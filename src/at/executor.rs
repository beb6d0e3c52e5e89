//! Blocking command/response exchange.
//!
//! Used only where the listener loop is not competing for the channel:
//! session initialization and one-shot diagnostic probes. The exchange is
//! settle-time based, not event driven: the device gives no reply framing
//! beyond line endings, so we write, wait a fixed window, and drain whatever
//! arrived. An empty response is valid and means "nothing within the window".

use std::io;
use std::time::Duration;

use tokio::time::{sleep, Instant};

use crate::channel::{LineReader, LineWriter};

/// Poll window used when draining lines that are already buffered.
const DRAIN_POLL: Duration = Duration::from_millis(50);

/// Write one command and return the text available after the settle window.
///
/// Stale input buffered from earlier traffic is discarded before the write.
/// No retry is performed; callers interpret the content (`OK`, `READY`, ...)
/// to decide success.
pub async fn send_command(
    reader: &mut dyn LineReader,
    writer: &mut dyn LineWriter,
    command: &str,
    settle: Duration,
) -> io::Result<String> {
    drain_available(reader).await?;
    writer
        .write_all(format!("{}\r\n", command.trim()).as_bytes())
        .await?;
    sleep(settle).await;
    drain_available(reader).await
}

/// Accumulate every line arriving within `window`, then return the lot.
///
/// Unlike [`send_command`] this reads for the whole window regardless of what
/// arrives. USSD replies trickle in with no terminator worth trusting.
pub async fn drain_for(reader: &mut dyn LineReader, window: Duration) -> io::Result<String> {
    let deadline = Instant::now() + window;
    let mut lines = Vec::new();
    loop {
        let remaining = deadline.saturating_duration_since(Instant::now());
        if remaining.is_zero() {
            break;
        }
        match reader.read_line_within(remaining).await? {
            Some(line) => lines.push(line),
            None => break,
        }
    }
    Ok(join_trimmed(lines))
}

/// Drain lines currently available without blocking beyond a short poll.
async fn drain_available(reader: &mut dyn LineReader) -> io::Result<String> {
    let mut lines = Vec::new();
    while let Some(line) = reader.read_line_within(DRAIN_POLL).await? {
        lines.push(line);
    }
    Ok(join_trimmed(lines))
}

fn join_trimmed(lines: Vec<String>) -> String {
    lines.join("\n").trim().to_string()
}

#[cfg(test)]
mod tests {
    use super::*;
    use crate::channel::{FramedLineReader, StreamWriter};
    use tokio::io::{AsyncReadExt, AsyncWriteExt};

    fn ms(n: u64) -> Duration {
        Duration::from_millis(n)
    }

    #[tokio::test]
    async fn test_send_command_returns_settled_response() {
        let (mut device, host) = tokio::io::duplex(1024);
        let (read_half, write_half) = tokio::io::split(host);
        let mut reader = FramedLineReader::new(read_half, ms(30));
        let mut writer = StreamWriter::new(write_half);

        let exchange = tokio::spawn(async move {
            send_command(&mut reader, &mut writer, "AT", ms(120)).await
        });

        let mut cmd = [0u8; 4];
        device.read_exact(&mut cmd).await.unwrap();
        assert_eq!(&cmd, b"AT\r\n");
        device.write_all(b"\r\nOK\r\n").await.unwrap();

        let response = exchange.await.unwrap().unwrap();
        assert_eq!(response, "OK");
    }

    #[tokio::test]
    async fn test_send_command_discards_stale_input() {
        let (mut device, host) = tokio::io::duplex(1024);
        let (read_half, write_half) = tokio::io::split(host);
        let mut reader = FramedLineReader::new(read_half, ms(30));
        let mut writer = StreamWriter::new(write_half);

        device.write_all(b"LEFTOVER\r\n").await.unwrap();

        let response = send_command(&mut reader, &mut writer, "AT+CMGF=1", ms(20))
            .await
            .unwrap();
        assert_eq!(response, "");
    }

    #[tokio::test]
    async fn test_silent_device_yields_empty_response() {
        let (_device, host) = tokio::io::duplex(1024);
        let (read_half, write_half) = tokio::io::split(host);
        let mut reader = FramedLineReader::new(read_half, ms(30));
        let mut writer = StreamWriter::new(write_half);

        let response = send_command(&mut reader, &mut writer, "AT", ms(20))
            .await
            .unwrap();
        assert_eq!(response, "");
    }

    #[tokio::test]
    async fn test_drain_for_accumulates_over_the_window() {
        let (mut device, host) = tokio::io::duplex(1024);
        let (read_half, _write_half) = tokio::io::split(host);
        let mut reader = FramedLineReader::new(read_half, ms(30));

        tokio::spawn(async move {
            device.write_all(b"+CUSD: 1,\"So cua ban\r\n").await.unwrap();
            tokio::time::sleep(ms(40)).await;
            device.write_all(b"la 84901234567\",15\r\n").await.unwrap();
        });

        let text = drain_for(&mut reader, ms(200)).await.unwrap();
        assert!(text.contains("So cua ban"));
        assert!(text.contains("84901234567"));
    }
}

==================================================

◆ **GOAL OF THE EXERCISE**
Looking through the records, copy out every line in which the word "Instant" is found.

◆ **WORKED SOLUTION**
use tokio::time::{sleep, Instant};
    let deadline = Instant::now() + window;
        let remaining = deadline.saturating_duration_since(Instant::now());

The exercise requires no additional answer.